En lugar de narrarnos los unos a los otros las luces de la clepsidra de nuestro Aleph, son demasiados ya quienes niegan su existencia o, también, quienes le perdieron la fe en algún curso propedéutico de cualquier escuela y sólo encuentran posible ser discípulos de mengano o de zutano.
Llegamos así a uno de los grandes problemas de la enseñanza del teatro en México, el momento terrible en el cual los jóvenes deben negarse a sí mismos para entregarse sin condiciones a maestros que nunca han visto el Aleph o lo desprecian aunque lo sigan viendo; pero aseguran a la filiación a un Supremo Pontífice de alguna Iglesia teatral.
Como los críticos alimentan esta teología dogmática e insisten una y otra vez en que con los tres grandes, esto es, los maestros Mendoza, Tavira y Margules, termina el teatro mexicano, los niños y las niñas entregan no sólo su virginidad escénica sino también la memoria de los sitios que les entregó su Aleph. Y se vuelven tristes.
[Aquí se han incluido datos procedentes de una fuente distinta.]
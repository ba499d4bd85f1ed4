// SPDX-License-Identifier: Apache-2.0
// Copyright 2025 itsakeyfut
//
// Licensed under the Apache License, Version 2.0 (the "License");
// you may not use this file except in compliance with the License.
// You may obtain a copy of the License at
//
//     http://www.apache.org/licenses/LICENSE-2.0
//
// Unless required by applicable law or agreed to in writing, software
// distributed under the License is distributed on an "AS IS" BASIS,
// WITHOUT WARRANTIES OR CONDITIONS OF ANY KIND, either express or implied.
// See the License for the specific language governing permissions and
// limitations under the License.

//! Pixel canvas
//!
//! A row-major grid of [`Color`] values addressed by (row, column) = (y, x).
//! The rasterizer only borrows a canvas for the duration of one fill; the
//! caller owns it.
//!
//! # Coordinate System
//!
//! The origin (0, 0) is the top-left pixel:
//! - X-axis: 0 to width - 1 (left to right)
//! - Y-axis: 0 to height - 1 (top to bottom)

use std::path::Path;

use super::error::{RasterError, Result};
use super::types::Color;

/// Owned 2-D grid of colors
///
/// # Examples
///
/// ```
/// use scanfill::core::{Canvas, Color};
///
/// let mut canvas = Canvas::new(4, 3);
/// canvas.set_pixel(1, 2, Color::RED).unwrap();
/// assert_eq!(canvas.pixel(1, 2), Some(Color::RED));
/// assert_eq!(canvas.pixel(4, 0), None);
/// assert!(canvas.set_pixel(-1, 0, Color::RED).is_err());
/// ```
#[derive(Debug, Clone, PartialEq)]
pub struct Canvas {
    width: usize,
    height: usize,
    pixels: Vec<Color>,
}

impl Canvas {
    /// Create a black canvas
    pub fn new(width: usize, height: usize) -> Self {
        Self::filled(width, height, Color::BLACK)
    }

    /// Create a canvas with every pixel set to `color`
    pub fn filled(width: usize, height: usize, color: Color) -> Self {
        Self {
            width,
            height,
            pixels: vec![color; width * height],
        }
    }

    /// Width in pixels
    pub fn width(&self) -> usize {
        self.width
    }

    /// Height in pixels
    pub fn height(&self) -> usize {
        self.height
    }

    /// All pixels in row-major order
    pub fn pixels(&self) -> &[Color] {
        &self.pixels
    }

    /// Iterate over rows, top to bottom
    pub fn rows(&self) -> impl Iterator<Item = &[Color]> {
        // chunks() rejects a zero chunk size
        self.pixels.chunks(self.width.max(1))
    }

    /// Check whether (x, y) addresses a pixel of this canvas
    pub fn contains(&self, x: i32, y: i32) -> bool {
        self.index(x, y).is_some()
    }

    /// Read the pixel at column `x`, row `y`
    pub fn pixel(&self, x: i32, y: i32) -> Option<Color> {
        self.index(x, y).map(|i| self.pixels[i])
    }

    /// Write the pixel at column `x`, row `y`
    ///
    /// # Errors
    ///
    /// Returns [`RasterError::OutOfBounds`] if the coordinate lies outside the
    /// canvas. Nothing is clipped.
    pub fn set_pixel(&mut self, x: i32, y: i32, color: Color) -> Result<()> {
        let index = self.index(x, y).ok_or(RasterError::OutOfBounds {
            x,
            y,
            width: self.width,
            height: self.height,
        })?;
        self.pixels[index] = color;
        Ok(())
    }

    /// Convert to an 8-bit RGB image
    pub fn to_rgb_image(&self) -> image::RgbImage {
        image::RgbImage::from_fn(self.width as u32, self.height as u32, |x, y| {
            let color = self.pixels[y as usize * self.width + x as usize];
            image::Rgb(color.to_rgb8())
        })
    }

    /// Write the canvas to an image file
    ///
    /// The format follows the file extension (`.png`, `.ppm`, `.bmp`).
    pub fn save<P: AsRef<Path>>(&self, path: P) -> Result<()> {
        self.to_rgb_image().save(path)?;
        Ok(())
    }

    fn index(&self, x: i32, y: i32) -> Option<usize> {
        let x = usize::try_from(x).ok()?;
        let y = usize::try_from(y).ok()?;
        if x >= self.width || y >= self.height {
            return None;
        }
        Some(y * self.width + x)
    }
}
No se vuelven grandes actores o actrices, pero sí se vuelven tristes.
Las y los que son grandes actores ya lo eran desde antes de ir a la piedra sacrificial y algo queda del brillo de su Aleph que trasciende hasta el público, aunque sean tristes.
Indiscutiblemente, los maestros Mendoza, Tavira y Margules han sido tres grandes, pero sus iglesias son un peligro. Los he admirado y he dado testimonio de ello; pero si yo, que soy católico, denuncio como una salvajada aquello de "fuera de la Iglesia no hay salvación", imagínense si voy a aceptar que "fuera de Mendoza no hay salvación".
Tengo a orgullo no haber deseado fundar iglesia: sólo he participado lo que he visto en mi Aleph, y he acompañado respetuosamente a mis alumnos mientras me narran sus propias visiones. Así, entre todos, hemos podido construir pequeños mundos. No grandes métodos, sólo pequeños mundos. Y ya.
Tras recordar el magisterio de Borges, quiero cerrar estas notas con un texto para sus obras completas que debería ser aspiración de todo artista: "Felizmente, no nos debemos a una sola tradición; podemos aspirar a todas. Mis limitaciones personales y mi curiosidad dejan aquí su testimonio".